:: STUDY MATERIAL ::
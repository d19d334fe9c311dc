use std::collections::HashMap;
use std::sync::Arc;

use thiserror::Error;

use mercury_core::{ChannelType, HandlerError};

use crate::traits::{ChannelHandler, HandlerConfig, HandlerRoute};

#[derive(Debug, Error)]
pub enum RegistryError {
    #[error("channel type `{0}` already registered")]
    AlreadyRegistered(ChannelType),
    #[error("no handler registered for channel type `{0}`")]
    UnknownChannelType(ChannelType),
    #[error("handler initialization failed: {0}")]
    Init(#[from] HandlerError),
}

struct Registered {
    handler: Arc<dyn ChannelHandler>,
    routes: Vec<HandlerRoute>,
}

/// Process-wide mapping from channel type code to adapter, populated once at
/// startup. After registration the registry is frozen behind an `Arc` and
/// only read, so lookups take no lock. Looking up an unregistered type code
/// is a configuration error surfaced to the caller, never a silent fallback.
#[derive(Default)]
pub struct HandlerRegistry {
    handlers: HashMap<ChannelType, Registered>,
}

impl HandlerRegistry {
    pub fn new() -> Self {
        Self::default()
    }

    /// Registers a handler, running its initialization to learn which routes
    /// it serves. Startup-only.
    pub fn register(
        &mut self,
        mut handler: Box<dyn ChannelHandler>,
        config: &HandlerConfig,
    ) -> Result<(), RegistryError> {
        let routes = handler.initialize(config)?;
        let channel_type = handler.channel_type().clone();
        if self.handlers.contains_key(&channel_type) {
            return Err(RegistryError::AlreadyRegistered(channel_type));
        }
        self.handlers.insert(
            channel_type,
            Registered {
                handler: Arc::from(handler),
                routes,
            },
        );
        Ok(())
    }

    pub fn lookup(
        &self,
        channel_type: &ChannelType,
    ) -> Result<Arc<dyn ChannelHandler>, RegistryError> {
        self.handlers
            .get(channel_type)
            .map(|entry| Arc::clone(&entry.handler))
            .ok_or_else(|| RegistryError::UnknownChannelType(channel_type.clone()))
    }

    /// Whether the handler for `channel_type` declared `route` at
    /// initialization.
    pub fn serves_route(&self, channel_type: &ChannelType, route: HandlerRoute) -> bool {
        self.handlers
            .get(channel_type)
            .is_some_and(|entry| entry.routes.contains(&route))
    }

    pub fn channel_types(&self) -> impl Iterator<Item = &ChannelType> {
        self.handlers.keys()
    }

    pub fn len(&self) -> usize {
        self.handlers.len()
    }

    pub fn is_empty(&self) -> bool {
        self.handlers.is_empty()
    }
}
use base64::{Engine as _, engine::general_purpose::STANDARD as B64};
use unicode_segmentation::UnicodeSegmentation;

/// Splits `text` into ordered segments of at most `max_len` graphemes,
/// preferring to break on whitespace. An empty body still yields one empty
/// segment so attachment-only messages produce a send.
pub fn split_msg(text: &str, max_len: usize) -> Vec<String> {
    let graphemes: Vec<&str> = text.graphemes(true).collect();
    if graphemes.len() <= max_len {
        return vec![text.to_string()];
    }

    let mut segments = Vec::new();
    let mut start = 0;
    while start < graphemes.len() {
        let remaining = graphemes.len() - start;
        if remaining <= max_len {
            segments.push(graphemes[start..].concat());
            break;
        }
        let window = &graphemes[start..start + max_len];
        let cut = match window.iter().rposition(|g| g.trim().is_empty()) {
            Some(0) | None => max_len,
            Some(at) => at,
        };
        segments.push(graphemes[start..start + cut].concat());
        start += cut;
        while start < graphemes.len() && graphemes[start].trim().is_empty() {
            start += 1;
        }
    }

    segments.retain(|segment| !segment.is_empty());
    if segments.is_empty() {
        segments.push(String::new());
    }
    segments
}

/// Recovers bodies some providers deliver base64-encoded (concatenated SMS
/// relayed as MMS). Returns the input unchanged unless it is plausible
/// base64 that decodes to mostly printable text.
pub fn decode_possible_base64(original: &str) -> String {
    let stripped: String = original
        .trim()
        .chars()
        .filter(|c| *c != '\r' && *c != '\n')
        .collect();
    if stripped.len() < 50 || stripped.len() % 4 != 0 {
        return original.to_string();
    }
    let Ok(decoded) = B64.decode(stripped.as_bytes()) else {
        return original.to_string();
    };
    let Ok(decoded) = String::from_utf8(decoded) else {
        return original.to_string();
    };
    let total = decoded.chars().count();
    if total == 0 {
        return original.to_string();
    }
    let printable = decoded
        .chars()
        .filter(|c| !c.is_control() || c.is_whitespace())
        .count();
    if printable * 10 >= total * 9 {
        decoded
    } else {
        original.to_string()
    }
}
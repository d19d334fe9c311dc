use std::collections::BTreeMap;
use std::fmt;

use serde::{Deserialize, Serialize};
use serde_json::Value;
use uuid::Uuid;

use crate::urn::UrnScheme;

/// Config key holding the shared secret used for webhook signing and API auth.
pub const CONFIG_AUTH_TOKEN: &str = "auth_token";
/// Config key holding the provider account identifier.
pub const CONFIG_ACCOUNT_SID: &str = "account_sid";
/// Config key selecting a pooled messaging service as the routing identity.
pub const CONFIG_MESSAGING_SERVICE_SID: &str = "messaging_service_sid";
/// Config key overriding the provider send endpoint.
pub const CONFIG_SEND_URL: &str = "send_url";
/// Config key suppressing non-failure delivery reports for a channel.
pub const CONFIG_IGNORE_DELIVERY_REPORTS: &str = "ignore_delivery_reports";

/// Short code identifying a channel's provider type, e.g. `T` for Twilio.
#[derive(Debug, Clone, PartialEq, Eq, Hash, Serialize, Deserialize)]
#[serde(transparent)]
pub struct ChannelType(String);

impl ChannelType {
    pub fn new(code: impl Into<String>) -> Self {
        Self(code.into().to_ascii_uppercase())
    }

    pub fn as_str(&self) -> &str {
        &self.0
    }
}

impl fmt::Display for ChannelType {
    fn fmt(&self, f: &mut fmt::Formatter<'_>) -> fmt::Result {
        f.write_str(&self.0)
    }
}

impl From<&str> for ChannelType {
    fn from(code: &str) -> Self {
        Self::new(code)
    }
}

/// One configured provider connection for one tenant.
///
/// Credentials and behavioral flags live in the string-keyed `config` map;
/// lookups always take an explicit default so absence is a deliberate state,
/// and handlers treat a missing required credential as a hard send-time error.
#[derive(Debug, Clone, Serialize, Deserialize)]
pub struct Channel {
    channel_type: ChannelType,
    uuid: Uuid,
    name: String,
    /// The gateway's own identity on this channel, e.g. a phone number.
    address: String,
    country: Option<String>,
    schemes: Vec<UrnScheme>,
    #[serde(default)]
    config: BTreeMap<String, Value>,
    callback_domain: Option<String>,
}

impl Channel {
    pub fn new(
        channel_type: ChannelType,
        uuid: Uuid,
        name: impl Into<String>,
        address: impl Into<String>,
    ) -> Self {
        Self {
            channel_type,
            uuid,
            name: name.into(),
            address: address.into(),
            country: None,
            schemes: vec![UrnScheme::Tel],
            config: BTreeMap::new(),
            callback_domain: None,
        }
    }

    pub fn with_schemes(mut self, schemes: Vec<UrnScheme>) -> Self {
        self.schemes = schemes;
        self
    }

    pub fn with_country(mut self, country: impl Into<String>) -> Self {
        self.country = Some(country.into());
        self
    }

    pub fn with_config(mut self, key: impl Into<String>, value: impl Into<Value>) -> Self {
        self.config.insert(key.into(), value.into());
        self
    }

    pub fn with_callback_domain(mut self, domain: impl Into<String>) -> Self {
        self.callback_domain = Some(domain.into());
        self
    }

    pub fn channel_type(&self) -> &ChannelType {
        &self.channel_type
    }

    pub fn uuid(&self) -> &Uuid {
        &self.uuid
    }

    pub fn name(&self) -> &str {
        &self.name
    }

    pub fn address(&self) -> &str {
        &self.address
    }

    pub fn country(&self) -> Option<&str> {
        self.country.as_deref()
    }

    pub fn schemes(&self) -> &[UrnScheme] {
        &self.schemes
    }

    pub fn is_scheme(&self, scheme: UrnScheme) -> bool {
        self.schemes.contains(&scheme)
    }

    pub fn config_value(&self, key: &str) -> Option<&Value> {
        self.config.get(key)
    }

    /// Returns the string config for `key`, if present and non-empty.
    pub fn string_config(&self, key: &str) -> Option<&str> {
        self.config
            .get(key)
            .and_then(Value::as_str)
            .filter(|v| !v.is_empty())
    }

    pub fn string_config_or<'a>(&'a self, key: &str, default: &'a str) -> &'a str {
        self.string_config(key).unwrap_or(default)
    }

    pub fn bool_config_or(&self, key: &str, default: bool) -> bool {
        self.config
            .get(key)
            .and_then(Value::as_bool)
            .unwrap_or(default)
    }

    pub fn int_config_or(&self, key: &str, default: i64) -> i64 {
        self.config
            .get(key)
            .and_then(Value::as_i64)
            .unwrap_or(default)
    }

    /// The domain providers should deliver callbacks to, falling back to the
    /// server-wide default when the channel has no override.
    pub fn callback_domain<'a>(&'a self, default: &'a str) -> &'a str {
        self.callback_domain.as_deref().unwrap_or(default)
    }
}
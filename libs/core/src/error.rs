use thiserror::Error;

use crate::urn::UrnError;

/// Failures surfaced by channel handlers.
///
/// Authentication and validation failures terminate a request before any
/// backend write. Provider and transport failures during a send are *not*
/// errors at this level: they are encoded in the returned status update so
/// the backend's retry policy governs resubmission.
#[derive(Debug, Error)]
pub enum HandlerError {
    #[error("authentication failed: {0}")]
    Authentication(String),

    #[error("invalid request: {0}")]
    Validation(String),

    #[error("invalid address: {0}")]
    UrnValidation(#[from] UrnError),

    #[error("channel configuration error: {0}")]
    Configuration(String),

    #[error("unknown status '{value}', must be one of {expected}")]
    UnrecognizedStatus {
        value: String,
        expected: &'static str,
    },

    #[error("message not found")]
    MsgNotFound,

    #[error("operation not supported by this channel type")]
    Unsupported,

    #[error(transparent)]
    Backend(#[from] anyhow::Error),
}

impl HandlerError {
    pub fn authentication(message: impl Into<String>) -> Self {
        Self::Authentication(message.into())
    }

    pub fn validation(message: impl Into<String>) -> Self {
        Self::Validation(message.into())
    }

    pub fn configuration(message: impl Into<String>) -> Self {
        Self::Configuration(message.into())
    }
}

:: TASK TO COMPLETE ::
Word for word, restate the lines of the data above that fall between the line holding "let printable = decoded" and the line holding "the routing identity.", inclusive, and no other lines.

:: ANSWER FOR THE TASK ::
    let printable = decoded
        .chars()
        .filter(|c| !c.is_control() || c.is_whitespace())
        .count();
    if printable * 10 >= total * 9 {
        decoded
    } else {
        original.to_string()
    }
}
repository d19d334fe9c311dc
use std::collections::BTreeMap;
use std::fmt;

use serde::{Deserialize, Serialize};
use serde_json::Value;
use uuid::Uuid;

use crate::urn::UrnScheme;

/// Config key holding the shared secret used for webhook signing and API auth.
pub const CONFIG_AUTH_TOKEN: &str = "auth_token";
/// Config key holding the provider account identifier.
pub const CONFIG_ACCOUNT_SID: &str = "account_sid";
/// Config key selecting a pooled messaging service as the routing identity.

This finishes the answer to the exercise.